2.2 The First Incontrovertible Brown Dwarf: Gl 229B
Only a month after the publication of Teide 1, any debate over the existence of brown dwarfs was ended by the announcement in Florence (at the Tenth Cambridge Cool Stars Workshop) of the discovery of a very faint companion to a nearby M star. Its temperature and luminosity are well below the minimum main sequence values. Along with the revelation at the same session of the first extrasolar planet, it was suddenly very clear that Nature has no problems manufacturing substellar objects.
Gl 229B was found in a coronographic survey of nearby low mass stars (Nakajima et al 1995). The survey was originally chosen to be biased towards younger M stars (though not strictly so). It ended up as a complete survey of stars to 8pc (almost 200 targets; Oppenheimer 1999). Of these, only Gl 229 shows a substellar companion. The companion was first detected in 1994, but the group showed commendable forbearance in waiting for proper motion confirmation that it was physically associated with the primary (allowing the known parallax of the primary to be applied to find its luminosity). They also obtained a spectrum that confirmed the remarkably low temperature implied by its luminosity (Oppenheimer et al 1995). In particular, the spectrum contains methane bands at 2 microns; features that had previously been detected only in planetary atmospheres (and which are not expected in any main sequence star).

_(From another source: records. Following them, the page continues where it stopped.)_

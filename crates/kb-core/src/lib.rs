//! Core types for Kaninchenbau: locations, items, story flags, and the world model.
//!
//! This crate holds the story content and everything that is *where* in it.
//! It knows nothing about commands or narration; the fiction engine drives a
//! [`World`] through its placement methods and renders [`Text`] against the
//! player's [`FlagSet`].

/// Story content document and its validation.
pub mod content;
/// Location and item definitions, identifiers, and item placement.
pub mod entity;
/// Error types used throughout the crate.
pub mod error;
/// Story flags and flag-conditioned text.
pub mod flag;
/// The world model that owns locations and tracks item placement.
pub mod world;

/// Re-export content types.
pub use content::{Content, ContentWarning, Secrets};
/// Re-export entity types.
pub use entity::{Exit, Item, ItemId, Location, LocationId, Placement, Retirement};
/// Re-export error types.
pub use error::{CoreError, CoreResult};
/// Re-export flag types.
pub use flag::{Flag, FlagSet, Text, Variant};
/// Re-export world model types.
pub use world::World;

The mass of Gl 229B is still somewhat uncertain. Its large separation from the primary means we will have to wait a few decades to find a dynamical mass from the orbit. The primary, though a member of the young disk population kinematically, is not a particularly active star. The uncertainty in age translates directly to a possible mass range. There is only a weak constraint on the gravity from atmospheric diagnostics. The allowed mass is from about 20-50 jupiters, with 40 jupiters as a reasonable value to take for now (given the inactivity of the primary, which implies an older age). There are a number of BDs found since that have masses lower than Gl 229B; it is distinguished by being the coolest BD (and therefore the oldest). This was a watershed discovery in the search for BDs; the next example of a similar object was not found until 1999.